Viene a verme la serpiente de la transformación con el cuerpo húmedo, bífida, paralizada ante mi paso, pegada al muro, en los escalones de piedra que suben a la torre, una serpiente de escalera en la escalera. Viene a recordarme mi promesa.
La primera vez no fue aquí, sino entre los olivos. Como ayer, estuve a punto de pisarla, pues se había inmovilizado hasta el absoluto entre unas raíces viejas, y solo alcancé a descubrirla por el brillo negro de sus ojos. Uno no ha sido bautizado por el misterio hasta que ha sido mirado por el ojo de una serpiente.

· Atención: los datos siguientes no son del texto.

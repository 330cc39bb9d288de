//! Cart line item record.

use serde::{Deserialize, Serialize};

use crate::types::id::LineItemId;
use crate::types::price::Price;
use crate::types::product::Product;

/// One row in the cart: a distinct product name and its quantity.
///
/// `name`, `price`, and `image` are copied from the product at add-time;
/// a later catalog price change does not retroactively affect items
/// already in the cart. `quantity` is at least 1 while the item exists -
/// reaching 0 deletes the line item.
#[derive(Debug, Clone, PartialEq, Eq, Serialize, Deserialize)]
pub struct CartLineItem {
    /// Line item identity, assigned when the item is first added.
    pub id: LineItemId,
    /// Product display name, frozen at add-time.
    pub name: String,
    /// Unit price, frozen at add-time.
    pub price: Price,
    /// Image reference, frozen at add-time.
    #[serde(default, skip_serializing_if = "Option::is_none")]
    pub image: Option<String>,
    /// Number of units, always >= 1.
    pub quantity: u32,
}

impl CartLineItem {
    /// Create a line item for a product being added for the first time.
    #[must_use]
    pub fn from_product(product: &Product) -> Self {
        Self {
            id: LineItemId::generate(),
            name: product.name.clone(),
            price: product.price,
            image: product.image.clone(),
            quantity: 1,
        }
    }

    /// The line total: unit price times quantity.
    #[must_use]
    pub fn line_total(&self) -> Price {
        self.price.times(self.quantity)
    }
}

#[cfg(test)]
#[allow(clippy::unwrap_used)]
mod tests {
    use super::*;
    use crate::types::badge::Badge;
    use crate::types::id::ProductId;
    use rust_decimal::dec;

    fn product() -> Product {
        Product {
            id: ProductId::new(6),
            name: "Oud Najdia - Lattafa".to_string(),
            description: "Exotic saffron blended with precious oud.".to_string(),
            price: Price::new(dec!(25.00)),
            image: Some("images/perfume6.jpg".to_string()),
            badge: Some(Badge::Luxury),
        }
    }

    #[test]
    fn test_from_product_starts_at_quantity_one() {
        let item = CartLineItem::from_product(&product());
        assert_eq!(item.quantity, 1);
        assert_eq!(item.name, "Oud Najdia - Lattafa");
        assert_eq!(item.price, Price::new(dec!(25.00)));
        assert_eq!(item.image.as_deref(), Some("images/perfume6.jpg"));
    }

    #[test]
    fn test_line_item_id_is_not_product_id() {
        // Line items get a fresh identity; two adds of distinct products
        // with the same name would merge by name, not by product id.
        let a = CartLineItem::from_product(&product());
        let b = CartLineItem::from_product(&product());
        assert_ne!(a.id, b.id);
    }

    #[test]
    fn test_line_total() {
        let mut item = CartLineItem::from_product(&product());
        item.quantity = 3;
        assert_eq!(item.line_total(), Price::new(dec!(75.00)));
    }

    #[test]
    fn test_json_roundtrip_preserves_all_fields() {
        let mut item = CartLineItem::from_product(&product());
        item.quantity = 2;
        let json = serde_json::to_string(&item).unwrap();
        let back: CartLineItem = serde_json::from_str(&json).unwrap();
        assert_eq!(item, back);
    }
}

Eran los días en que estaba construyendo esta casa. Y una vez terminada, la serpiente volvió a aparecer. Se deslizó hacia el interior por la puerta que me había dejado abierta y solo accedió a marcharse cuando se enrolló en el bastón que tallé para andar con mi propia autoridad.
He dicho que es una serpiente de escalera, con las dos líneas paralelas perfectamente marcadas en el lomo y una suerte de peldaños sutiles que ascienden desde la cola hasta la cabeza. Así yo debía de ascender hacia mí mismo.
Otra vez la encontré en el círculo de piedra. Era la serpiente de escalera mayor que nunca había visto, quizá de unos dos metros: entraba hacia la roca donde yo estaba sentado y meditando.
Nos miramos fijamente a pocos pasos de distancia mientras el sol se movía en el cielo. Esa era la sensación. Movimiento de la luz y de las nubes, mientras la serpiente y yo permanecíamos en absoluta quietud, solo interrumpida por el movimiento de su lengua que se extendía rítmicamente hacia mí. De esta manera, ella me estaba reconociendo. Una serpiente que mira un hombre que mira una serpiente. Éramos un círculo antagónico que conectaba en la determinación de concebirnos afines.
Acaso ya había cazado un ratón, un gazapo o una lagartija. Acaso había dejado de buscarlos. Solo nos interesaba la presencia.
Y la presencia era una pregunta. El mismo cuerpo, al deslizarse un metro más sobre la tierra, formaba un signo de interrogación. Si ya había puesto el primer pie en el peldaño. Si estaba dispuesto a subir a quien yo era desde el principio de los tiempos. Como ella misma había sido siempre. Dejando atrás la vieja piel del ser. La que no sabe. La ciega de sí misma. La incomunicada. La que no es capaz de mirar los ojos de la serpiente.
Solo cuando le hice mi promesa, se marchó. Y su cuerpo brillaba al sol como si todo el mar se hubiese concentrado en una sola línea entre los olivos.